-- Task instructions --
Go through the data and copy each line where the string "remaining" appears.
(Dataset content begins)
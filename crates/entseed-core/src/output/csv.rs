use std::fs::File;
use std::io::{BufWriter, Write};
use std::path::{Path, PathBuf};

use tracing::debug;

use crate::error::{EntseedError, Result};
use crate::generate::edges::EdgeBatch;
use crate::generate::pool::{Row, RowPool};
use crate::graph::ParsedSchema;

/// A CSV file written for one physical table.
#[derive(Debug, Clone, PartialEq, Eq)]
pub struct TableFile {
    pub table_name: String,
    pub columns: Vec<String>,
    pub path: PathBuf,
    pub rows: usize,
}

/// Write one table as CSV with a header line.
///
/// Cells follow `columns`, so every line has the same shape even when a row
/// lacks a column. NULL and missing values are empty cells.
pub fn write_table_csv<W: Write>(
    writer: &mut W,
    table_name: &str,
    columns: &[String],
    rows: &[Row],
) -> Result<()> {
    let header = columns
        .iter()
        .map(|c| csv_escape(c))
        .collect::<Vec<_>>()
        .join(",");
    writeln!(writer, "{}", header).map_err(|e| EntseedError::Output {
        message: format!("writing CSV header for {}", table_name),
        source: e,
    })?;

    for row in rows {
        let values: Vec<String> = columns
            .iter()
            .map(|col| {
                row.get(col)
                    .map(|v| csv_escape(&v.to_csv_string()))
                    .unwrap_or_default()
            })
            .collect();

        writeln!(writer, "{}", values.join(",")).map_err(|e| EntseedError::Output {
            message: format!("writing CSV row for {}", table_name),
            source: e,
        })?;
    }

    Ok(())
}

/// Write a file per non-empty table into `dir`: entity tables in insertion
/// order, then the edge table when there is one.
pub fn write_all(
    dir: &Path,
    schema: &ParsedSchema,
    pool: &RowPool,
    edges: Option<&EdgeBatch>,
) -> Result<Vec<TableFile>> {
    std::fs::create_dir_all(dir).map_err(|e| EntseedError::Output {
        message: format!("creating output directory {}", dir.display()),
        source: e,
    })?;

    let mut files = Vec::new();
    for entity in &schema.order.entities {
        let rows = pool.rows(entity);
        if rows.is_empty() {
            continue;
        }
        let info = schema.info(entity)?;
        files.push(write_file(dir, &info.table_name, &info.columns, rows)?);
    }

    if let Some(batch) = edges {
        if !batch.rows.is_empty() {
            files.push(write_file(
                dir,
                &batch.table_name,
                &batch.columns(),
                &batch.to_rows(),
            )?);
        }
    }

    Ok(files)
}

/// Remove the directory the CSV files were written to.
pub fn remove_output(dir: &Path) -> Result<()> {
    std::fs::remove_dir_all(dir).map_err(|e| EntseedError::Output {
        message: format!("removing output directory {}", dir.display()),
        source: e,
    })
}

fn write_file(dir: &Path, table_name: &str, columns: &[String], rows: &[Row]) -> Result<TableFile> {
    let path = dir.join(format!("{}.csv", table_name));
    let file = File::create(&path).map_err(|e| EntseedError::Output {
        message: format!("creating {}", path.display()),
        source: e,
    })?;
    let mut writer = BufWriter::new(file);
    write_table_csv(&mut writer, table_name, columns, rows)?;
    writer.flush().map_err(|e| EntseedError::Output {
        message: format!("flushing {}", path.display()),
        source: e,
    })?;

    debug!("Wrote {} rows to {}", rows.len(), path.display());
    Ok(TableFile {
        table_name: table_name.to_string(),
        columns: columns.to_vec(),
        path,
        rows: rows.len(),
    })
}

/// Escape a string for CSV: quote if it contains comma, quote, or newline.
fn csv_escape(s: &str) -> String {
    if s.contains(',') || s.contains('"') || s.contains('\n') || s.contains('\r') {
        format!("\"{}\"", s.replace('"', "\"\""))
    } else {
        s.to_string()
    }
}
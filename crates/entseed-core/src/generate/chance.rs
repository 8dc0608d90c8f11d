use rand::rngs::StdRng;
use rand::{Rng, SeedableRng};

/// The single source of randomness of a generation run.
///
/// Everything random in entseed goes through these primitives, so a run
/// seeded with the same value makes the same structural choices.
pub struct Chance {
    rng: StdRng,
}

impl Chance {
    /// Deterministic source for reproducible runs and tests.
    pub fn seeded(seed: u64) -> Self {
        Self {
            rng: StdRng::seed_from_u64(seed),
        }
    }

    /// Source seeded from the operating system.
    pub fn from_os_rng() -> Self {
        Self {
            rng: StdRng::from_os_rng(),
        }
    }

    /// Fair coin flip.
    pub fn coin_flip(&mut self) -> bool {
        self.rng.random_bool(0.5)
    }

    /// Uniform index in `0..len`. `len` must be non-zero.
    pub fn index(&mut self, len: usize) -> usize {
        self.rng.random_range(0..len)
    }

    /// Uniform pick from a slice; `None` when it is empty.
    pub fn pick<'a, T>(&mut self, items: &'a [T]) -> Option<&'a T> {
        if items.is_empty() {
            None
        } else {
            let idx = self.index(items.len());
            items.get(idx)
        }
    }

    /// Underlying generator, for value providers that take an `Rng`.
    pub fn rng(&mut self) -> &mut StdRng {
        &mut self.rng
    }
}
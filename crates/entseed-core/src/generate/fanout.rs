/// Batch sizes of the halving fan-out schedule for `count` rows.
///
/// Each batch is half of the previous remainder, rounded up, and shares one
/// set of parent rows. The schedule stops after the remainder has reached 1,
/// so `10` yields `5, 3, 2, 1, 1`. A handful of parents end up owning most
/// of the children, and the batches always add up to at least `count`.
pub fn fan_out_batches(count: usize) -> Vec<usize> {
    let mut batches = Vec::new();
    if count == 0 {
        return batches;
    }

    let mut remaining = count;
    loop {
        let batch = remaining.div_ceil(2);
        batches.push(batch);
        if remaining == 1 {
            break;
        }
        remaining = batch;
    }
    batches
}
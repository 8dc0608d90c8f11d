use indexmap::IndexMap;

use crate::generate::value::Value;

/// A generated row: storage column → value, in column order.
pub type Row = IndexMap<String, Value>;

/// Rows generated so far in a run, per entity, in generation order.
///
/// Rows are never changed once pooled; the pool only grows. Dependents look
/// rows up by position, so the order matters.
#[derive(Debug, Default, Clone)]
pub struct RowPool {
    rows: IndexMap<String, Vec<Row>>,
}

impl RowPool {
    pub fn new() -> Self {
        Self::default()
    }

    /// Row of `entity` at `index`, if one exists.
    pub fn get(&self, entity: &str, index: usize) -> Option<&Row> {
        self.rows.get(entity).and_then(|rows| rows.get(index))
    }

    pub fn rows(&self, entity: &str) -> &[Row] {
        self.rows.get(entity).map(|r| r.as_slice()).unwrap_or(&[])
    }

    pub fn len(&self, entity: &str) -> usize {
        self.rows.get(entity).map(|r| r.len()).unwrap_or(0)
    }

    pub fn is_empty(&self) -> bool {
        self.rows.values().all(|r| r.is_empty())
    }

    /// Total number of pooled rows across all entities.
    pub fn total(&self) -> usize {
        self.rows.values().map(|r| r.len()).sum()
    }

    /// Fold freshly generated rows into the pool.
    ///
    /// When the pool holds fewer rows for the entity than were just
    /// generated, the new rows become the base and the existing rows follow
    /// them; otherwise the new rows are appended.
    pub fn merge(&mut self, entity: &str, mut rows: Vec<Row>) {
        let existing = self.rows.entry(entity.to_string()).or_default();
        if existing.len() < rows.len() {
            rows.append(existing);
            *existing = rows;
        } else {
            existing.append(&mut rows);
        }
    }

    /// Move every row of `other` into this pool, after the rows already here.
    pub fn absorb(&mut self, other: RowPool) {
        for (entity, mut rows) in other.rows {
            self.rows.entry(entity).or_default().append(&mut rows);
        }
    }

    /// Entities with at least one row, in first-generated order.
    pub fn entities(&self) -> impl Iterator<Item = &str> {
        self.rows
            .iter()
            .filter(|(_, rows)| !rows.is_empty())
            .map(|(name, _)| name.as_str())
    }
}

#[cfg(test)]
mod tests {
    use super::*;

    fn row(n: i64) -> Row {
        let mut row = Row::new();
        row.insert("n".to_string(), Value::Int(n));
        row
    }

    fn values(pool: &RowPool, entity: &str) -> Vec<Value> {
        pool.rows(entity).iter().map(|r| r["n"].clone()).collect()
    }

    #[test]
    fn test_merge_appends_when_pool_is_larger() {
        let mut pool = RowPool::new();
        pool.merge("User", vec![row(1), row(2)]);
        pool.merge("User", vec![row(3)]);
        assert_eq!(values(&pool, "User"), vec![Value::Int(1), Value::Int(2), Value::Int(3)]);
    }

    #[test]
    fn test_merge_puts_new_rows_first_when_they_outnumber_pool() {
        let mut pool = RowPool::new();
        pool.merge("User", vec![row(1)]);
        pool.merge("User", vec![row(2), row(3)]);
        assert_eq!(values(&pool, "User"), vec![Value::Int(2), Value::Int(3), Value::Int(1)]);
        assert_eq!(pool.len("User"), 3);
    }

    #[test]
    fn test_absorb_and_lookup() {
        let mut pool = RowPool::new();
        pool.merge("User", vec![row(1)]);
        let mut other = RowPool::new();
        other.merge("User", vec![row(2)]);
        other.merge("Event", vec![row(9)]);
        pool.absorb(other);

        assert_eq!(pool.len("User"), 2);
        assert_eq!(pool.get("Event", 0).unwrap()["n"], Value::Int(9));
        assert!(pool.get("Event", 1).is_none());
        assert_eq!(pool.total(), 3);
        assert_eq!(pool.entities().collect::<Vec<_>>(), vec!["User", "Event"]);
    }
}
(Dataset content ends)
-- Response box --
    let mut remaining = count;
        let batch = remaining.div_ceil(2);
        if remaining == 1 {
        remaining = batch;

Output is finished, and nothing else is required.